• [TASK]: All lines below containing the string "window" are to be copied.

[Stored items from a collection]

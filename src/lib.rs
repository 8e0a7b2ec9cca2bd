//! # Script Bridge
//!
//! The interop layer of a scripting-engine host adapter: a dynamically-typed
//! script runtime and an external late-bound object protocol call into each
//! other as if they shared one object model.
//!
//! ## Architecture
//!
//! - **Value Marshaler** ([`marshal`]): pure conversion between the script
//!   side's tagged variant and the host side's tagged union.
//! - **Outbound Proxy** ([`proxy::OutboundProxy`]): exposes a script value to
//!   the host through name→id resolution and invoke-by-id.
//! - **Inbound Proxy** ([`proxy::InboundProxy`]): exposes a host object to
//!   script code as an ordinary script value; member lookup yields a
//!   [`proxy::BoundMemberHandle`] supporting deferred call, read and write.
//! - **Host Site Adapter** ([`host::SiteAdapter`]): resolves named globals
//!   from the embedding host at engine setup.
//! - **Engine** ([`engine::ScriptEngine`]): the embedding lifecycle state
//!   machine the host drives.
//!
//! ## Example
//!
//! ```ignore
//! use script_bridge::engine::ScriptEngine;
//!
//! let mut engine = ScriptEngine::new(runtime);
//! engine.set_site(site);
//! engine.add_named_item("window")?;
//! engine.parse_and_run("window.title = \"hello\"")?;
//! ```

/// Bridge configuration and logging setup
pub mod config;
/// Embedding lifecycle state machine
pub mod engine;
/// Error taxonomy
pub mod error;
/// Host site adapter and component lifecycle
pub mod host;
/// Value marshaling between the two sides
pub mod marshal;
/// Outbound and inbound proxies
pub mod proxy;
/// Value models for both sides
pub mod value;

pub use config::{init_logging, BridgeConfig, LoggingConfig};
pub use engine::{EngineState, ScriptEngine, ScriptRuntime, StateChange};
pub use error::{
    EngineError, EngineResult, HostError, HostResult, MarshalError, MarshalResult, ResolveError,
    ScriptError, ScriptResult,
};
pub use host::{ComponentLifecycle, EngineFactory, HostSite, SiteAdapter};
pub use marshal::{to_host, to_script};
pub use proxy::{BoundMemberHandle, InboundProxy, OutboundProxy};
pub use value::{
    Dispatch, DispatchHandle, HostString, HostValue, InvokeKind, MemberId, NativeFunction,
    ScriptObject, ScriptStr, ScriptValue, TableObject, DEFAULT_MEMBER,
};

• [SOLUTION TO THE EXERCISE]:
//! engine.add_named_item("window")?;
//! engine.parse_and_run("window.title = \"hello\"")?;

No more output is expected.